One final thing before concluding; I am assuming that the butter the authors used was not from grass-fed cows. I wonder if the effects would have been different, due to the different fatty acid profile of grass-fed vs. grain-fed, if this type of butter was used?
Based on the recent Lopez et al study and the many other papers on this specific topic (high saturated fat diet and insulin function), and related topics (high fat, low carb diets and long-term health) I would conclude that a person transitioning (metabolically, likely 2 to 4 weeks) to a low-carb, high fat diet should not get a majority of their fats from saturated fats, particularly the long-chain type (palmitic, myristic and stearic acid). From that point forward a high saturated fat intake may be okay, but it would seem wise to get a good amount of monounsaturated fats as well as the proper amount of omega 3’s and the proper ratio of omega 3 to omega 6. This last scenario would typically be the natural result of following a high-quality low-carb diet, i.e., one based on quality meats, seafood, eggs, nuts, seeds, olives, avocados, some butter and cream (preferably from grass-fed cows), lots of non-starchy veggies and a bit of fruit. Therefore, from a real world perspective, any concern of using butter or other high-saturated fat foods should not be overblown.
Enig, M. (2000). Know your fats: The complete primer for understanding the nutrition of fats, oils, and cholesterol. Bethesda Press. Silver Spring, MD.
Galgain, J. et al (2008). Effect of the dietary fat quality on insulin sensitivity. Br J Nutr; 100: 471-479.
Lopez, S. et al (2008). Distinctive postprandial modulation of b cell function and insulin sensitivity by dietary fats: monounsaturated compared with saturated fatty acids. Am J Clin Nutr; 88: 638-644.
Phinney, S. (2004). Ketogenic diets and physical performance. Nutrition & Metabolism; 1(2).
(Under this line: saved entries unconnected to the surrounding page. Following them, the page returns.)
//! Order writes against a real `PostgreSQL` database.
//!
//! Set `STOREKEEP_DATABASE_URL` (or `DATABASE_URL`) and run with
//! `cargo test -p storekeep-integration-tests -- --ignored`.

#![allow(clippy::unwrap_used)]

use std::str::FromStr;

use rust_decimal::Decimal;
use sqlx::PgPool;
use storekeep_api::config::get_database_url;
use storekeep_api::db::{PgStore, Store, create_pool};
use storekeep_api::models::{
    NewAddress, NewOrder, NewOrderItem, NewProduct, NewUser, OrderItemRequest, User,
};
use storekeep_api::services::{OrderError, OrderService};
use storekeep_core::{AddressId, Email, ProductId, Role};

async fn store() -> PgStore {
    let url = get_database_url("STOREKEEP_DATABASE_URL").unwrap();
    let pool = create_pool(&url).await.unwrap();
    sqlx::migrate!("../api/migrations").run(&pool).await.unwrap();
    PgStore::new(pool)
}

async fn customer(store: &PgStore) -> User {
    let email = format!("pg-{}@example.com", uuid::Uuid::new_v4().simple());
    store
        .create_user(NewUser {
            email: Email::parse(&email).unwrap(),
            first_name: "Pat".to_owned(),
            last_name: "Gres".to_owned(),
            password_hash: "not-a-real-hash".to_owned(),
            role: Role::Customer,
        })
        .await
        .unwrap()
}

async fn address(store: &PgStore, user: &User) -> AddressId {
    store
        .create_address(NewAddress {
            user_id: user.id,
            first_name: "Pat".to_owned(),
            last_name: "Gres".to_owned(),
            city: "Lisbon".to_owned(),
            country: "PT".to_owned(),
            zip_code: "1000-001".to_owned(),
            street_address: "Rua Augusta 1".to_owned(),
        })
        .await
        .unwrap()
        .id
}

async fn product(store: &PgStore, price: &str) -> ProductId {
    store
        .create_product(NewProduct {
            name: "Kettle".to_owned(),
            category: "Kitchen".to_owned(),
            description: "Gooseneck".to_owned(),
            price: Decimal::from_str(price).unwrap(),
            stock: 4,
        })
        .await
        .unwrap()
        .id
}

async fn order_rows(pool: &PgPool, user: &User) -> (i64, i64) {
    let orders: i64 = sqlx::query_scalar("SELECT COUNT(*) FROM orders WHERE user_id = $1")
        .bind(user.id.as_i32())
        .fetch_one(pool)
        .await
        .unwrap();
    let items: i64 = sqlx::query_scalar(
        r"
        SELECT COUNT(*) FROM order_items i
        JOIN orders o ON o.id = i.order_id
        WHERE o.user_id = $1
        ",
    )
    .bind(user.id.as_i32())
    .fetch_one(pool)
    .await
    .unwrap();
    (orders, items)
}

#[tokio::test]
#[ignore = "Requires database"]
async fn test_create_order_persists_header_and_items() {
    let store = store().await;
    let user = customer(&store).await;
    let address_id = address(&store, &user).await;
    let kettle = product(&store, "39.90").await;

    let order = store
        .create_order(NewOrder {
            user_id: user.id,
            address_id,
            total: Decimal::from_str("79.80").unwrap(),
            items: vec![NewOrderItem {
                product_id: kettle,
                price: Decimal::from_str("79.80").unwrap(),
                quantity: 2,
            }],
        })
        .await
        .unwrap();

    let details = store.order_details(order.id).await.unwrap().unwrap();
    assert_eq!(details.total, Decimal::from_str("79.80").unwrap());
    assert_eq!(details.order_items.len(), 1);
    assert_eq!(details.order_items[0].product_id, kettle);
    assert_eq!(details.order_items[0].quantity, 2);
    assert_eq!(order_rows(store.pool(), &user).await, (1, 1));
}

#[tokio::test]
#[ignore = "Requires database"]
async fn test_failing_item_insert_rolls_back_the_order() {
    let store = store().await;
    let user = customer(&store).await;
    let address_id = address(&store, &user).await;
    let kettle = product(&store, "10.00").await;
    let price = Decimal::from_str("10.00").unwrap();

    let result = store
        .create_order(NewOrder {
            user_id: user.id,
            address_id,
            total: price + price,
            items: vec![
                NewOrderItem {
                    product_id: kettle,
                    price,
                    quantity: 1,
                },
                NewOrderItem {
                    product_id: ProductId::new(i32::MAX),
                    price,
                    quantity: 1,
                },
            ],
        })
        .await;

    assert!(result.is_err());
    assert_eq!(order_rows(store.pool(), &user).await, (0, 0));
}

#[tokio::test]
#[ignore = "Requires database"]
async fn test_place_order_with_unknown_product_writes_nothing() {
    let store = store().await;
    let user = customer(&store).await;
    let address_id = address(&store, &user).await;
    let kettle = product(&store, "12.50").await;
    let lines = [
        OrderItemRequest {
            product_id: Some(kettle),
            quantity: Some(1),
        },
        OrderItemRequest {
            product_id: Some(ProductId::new(i32::MAX)),
            quantity: Some(1),
        },
    ];

    let err = OrderService::new(&store)
        .place_order(&user, address_id, &lines)
        .await
        .unwrap_err();

    assert!(matches!(err, OrderError::InvalidProduct(id) if id == ProductId::new(i32::MAX)));
    assert_eq!(order_rows(store.pool(), &user).await, (0, 0));
}

#[tokio::test]
#[ignore = "Requires database"]
async fn test_largest_storable_total_round_trips() {
    let store = store().await;
    let user = customer(&store).await;
    let address_id = address(&store, &user).await;
    let half = product(&store, "4999999999.99").await;
    let lines = [OrderItemRequest {
        product_id: Some(half),
        quantity: Some(2),
    }];

    let placed = OrderService::new(&store)
        .place_order(&user, address_id, &lines)
        .await
        .unwrap();

    assert_eq!(placed.total, Decimal::from_str("9999999999.98").unwrap());
    assert_eq!(order_rows(store.pool(), &user).await, (1, 1));
}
Reaven, G. (2005). The insulin resistance syndrome: definition and dietary approaches to treatment. Annu Rev Nutr; 25: 17.1-17.6.
Sharman, M. et al (2002). A ketogenic diet favorably affects serum biomarkers for cardiovascular disease in normal-weight men. J Nutr; 132: 1879-1885.
Volek, J. & Westman, E. (2002). Very-low-carbohydrate weight-loss diets revisited. Cleveland Clinic J Med; 69(11): 849-862.
Westman, E. et al (2007). Low-carbohydrate nutrition and metabolism. Am J Clin Nutr; 86: 276-284.